* [WHAT TO PRODUCE]: Find each line below containing the word "issued" and copy it.

***** INPUT MATERIAL

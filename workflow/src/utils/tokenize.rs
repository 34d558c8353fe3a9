//! Shell-like tokenizer for agent-issued shell commands.
//!
//! The coordinator needs to know whether a bash command *is* a particular
//! invocation (for example `br close <id>`), not merely whether it mentions
//! one. This module splits the leading simple command of a shell string into
//! words so callers can compare a prefix of words exactly.
//!
//! # Quoting Rules
//!
//! - Double quotes (`"`) group characters together
//! - Single quotes (`'`) group characters together
//! - Backslash (`\`) escapes the next character outside single quotes
//! - Unquoted words are terminated by whitespace
//! - An unquoted `;`, `&`, `|` or newline ends the leading command
//! - A word starting with `#` begins a comment and ends the command
//!
//! # Example
//!
//! ```
//! use beads_workflow::utils::tokenize::leading_words;
//!
//! assert_eq!(leading_words("br close bd-1"), vec!["br", "close", "bd-1"]);
//! assert_eq!(leading_words("git add . && git commit"), vec!["git", "add", "."]);
//! assert_eq!(leading_words("bash -lc 'br close x'"), vec!["bash", "-lc", "br close x"]);
//! assert!(leading_words("# git commit").is_empty());
//! ```

/// Splits the leading simple command of `command` into unquoted words.
///
/// Everything after the first unquoted command separator is ignored.
/// An unclosed quote consumes the rest of the input as one word.
#[must_use]
pub fn leading_words(command: &str) -> Vec<String> {
    let mut words = Vec::new();
    let mut current = String::new();
    let mut in_word = false;
    let mut chars = command.chars().peekable();

    while let Some(ch) = chars.next() {
        match ch {
            '\'' => {
                in_word = true;
                for inner in chars.by_ref() {
                    if inner == '\'' {
                        break;
                    }
                    current.push(inner);
                }
            }
            '"' => {
                in_word = true;
                while let Some(inner) = chars.next() {
                    match inner {
                        '"' => break,
                        '\\' => {
                            if let Some(&next) = chars.peek() {
                                if next == '"' || next == '\\' {
                                    current.push(next);
                                    chars.next();
                                    continue;
                                }
                            }
                            current.push(inner);
                        }
                        other => current.push(other),
                    }
                }
            }
            '\\' => {
                in_word = true;
                if let Some(next) = chars.next() {
                    current.push(next);
                }
            }
            '#' if !in_word => break,
            ';' | '&' | '|' | '\n' => break,
            c if c.is_whitespace() => {
                if in_word {
                    words.push(std::mem::take(&mut current));
                    in_word = false;
                }
            }
            other => {
                in_word = true;
                current.push(other);
            }
        }
    }

    if in_word {
        words.push(current);
    }

    words
}

/// Returns `true` if the leading command starts with exactly `prefix`.
///
/// ```
/// use beads_workflow::utils::tokenize::starts_with_words;
///
/// assert!(starts_with_words("  git commit -m 'x'", &["git", "commit"]));
/// assert!(!starts_with_words("echo git commit", &["git", "commit"]));
/// ```
#[must_use]
pub fn starts_with_words(command: &str, prefix: &[&str]) -> bool {
    let words = leading_words(command);
    words.len() >= prefix.len() && words.iter().zip(prefix).all(|(word, want)| word == want)
}
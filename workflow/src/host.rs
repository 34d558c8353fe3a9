//! The surface the coordinator drives.
//!
//! A [`Host`] is whatever embeds the coordinator: a coding-agent process
//! talking over the bridge, or a recording double in tests. The coordinator
//! never renders anything itself; it hands text and levels to the host.

use async_trait::async_trait;
use serde::{Deserialize, Serialize};

/// Status-bar key for the workflow summary.
pub const STATUS_KEY: &str = "beads-mode";

/// Host flag that turns on lifecycle diagnostics.
pub const OBSERVE_FLAG: &str = "beads-observe";

/// Custom message types sent to the agent.
pub mod message_type {
    pub const PRIME: &str = "beads-prime";
    pub const DIRTY_TREE_WARNING: &str = "beads-dirty-tree-warning";
    pub const AUTO_CONTINUE: &str = "beads-auto-continue";
    pub const CHECKPOINT_NUDGE: &str = "beads-checkpoint-nudge";
    pub const CONTEXT_WARNING: &str = "beads-context-warning";
}

#[derive(Debug, Clone, Copy, PartialEq, Eq, Serialize, Deserialize)]
#[serde(rename_all = "snake_case")]
pub enum NotifyLevel {
    Info,
    Warning,
    Error,
}

/// When a queued message reaches the agent.
#[derive(Debug, Clone, Copy, PartialEq, Eq, Serialize, Deserialize)]
#[serde(tag = "mode", rename_all = "snake_case")]
pub enum Delivery {
    /// Attached to the next turn the user starts.
    NextTurn,
    /// Delivered after the current turn; `trigger_turn` starts a new one.
    FollowUp { trigger_turn: bool },
}

/// A message queued for the agent.
#[derive(Debug, Clone, PartialEq, Eq, Serialize, Deserialize)]
pub struct OutgoingMessage {
    pub custom_type: String,
    pub content: String,
    pub display: bool,
    pub delivery: Delivery,
}

impl OutgoingMessage {
    /// A hidden message of the given type.
    pub fn hidden(custom_type: &str, content: impl Into<String>, delivery: Delivery) -> Self {
        Self {
            custom_type: custom_type.to_string(),
            content: content.into(),
            display: false,
            delivery,
        }
    }
}

/// A message injected at the start of an agent turn.
#[derive(Debug, Clone, PartialEq, Eq, Serialize, Deserialize)]
pub struct InjectedMessage {
    pub custom_type: String,
    pub content: String,
    pub display: bool,
}

/// Veto of a pending tool call.
#[derive(Debug, Clone, PartialEq, Eq, Serialize, Deserialize)]
pub struct BlockDecision {
    pub reason: String,
}

impl BlockDecision {
    pub fn new(reason: impl Into<String>) -> Self {
        Self {
            reason: reason.into(),
        }
    }
}

/// Services the embedding host provides.
///
/// Synchronous methods must not block; the interactive ones resolve to
/// `None` when the host has no UI or the user cancels.
#[async_trait]
pub trait Host: Send + Sync {
    fn has_ui(&self) -> bool;

    fn notify(&self, message: &str, level: NotifyLevel);

    /// Sets or clears (`None`) a status-bar entry.
    fn set_status(&self, key: &str, text: Option<&str>);

    fn send_message(&self, message: OutgoingMessage);

    /// Context-window usage of the current session, if known.
    fn context_usage_percent(&self) -> Option<f64>;

    fn flag(&self, name: &str) -> bool;

    fn set_editor_text(&self, text: &str);

    /// Writes plain output for hosts without a UI.
    fn print(&self, text: &str);

    async fn select(&self, title: &str, options: &[String]) -> Option<String>;

    async fn input(&self, title: &str, placeholder: &str) -> Option<String>;

    async fn editor(&self, title: &str, prefill: &str) -> Option<String>;
}

/// Shows command output as a notification when there is a UI, otherwise
/// prints it.
pub fn command_out(host: &dyn Host, message: &str, level: NotifyLevel) {
    if host.has_ui() {
        host.notify(message, level);
    } else {
        host.print(message);
    }
}
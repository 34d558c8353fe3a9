//! Utility modules for the beads workflow coordinator.
//!
//! # Modules
//!
//! - [`tokenize`]: Shell-like tokenizer for matching agent-issued commands

pub mod tokenize;

pub use tokenize::{leading_words, starts_with_words};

**********

* [RESULT FOR THIS EXERCISE]:
//! Shell-like tokenizer for agent-issued shell commands.
//! - [`tokenize`]: Shell-like tokenizer for matching agent-issued commands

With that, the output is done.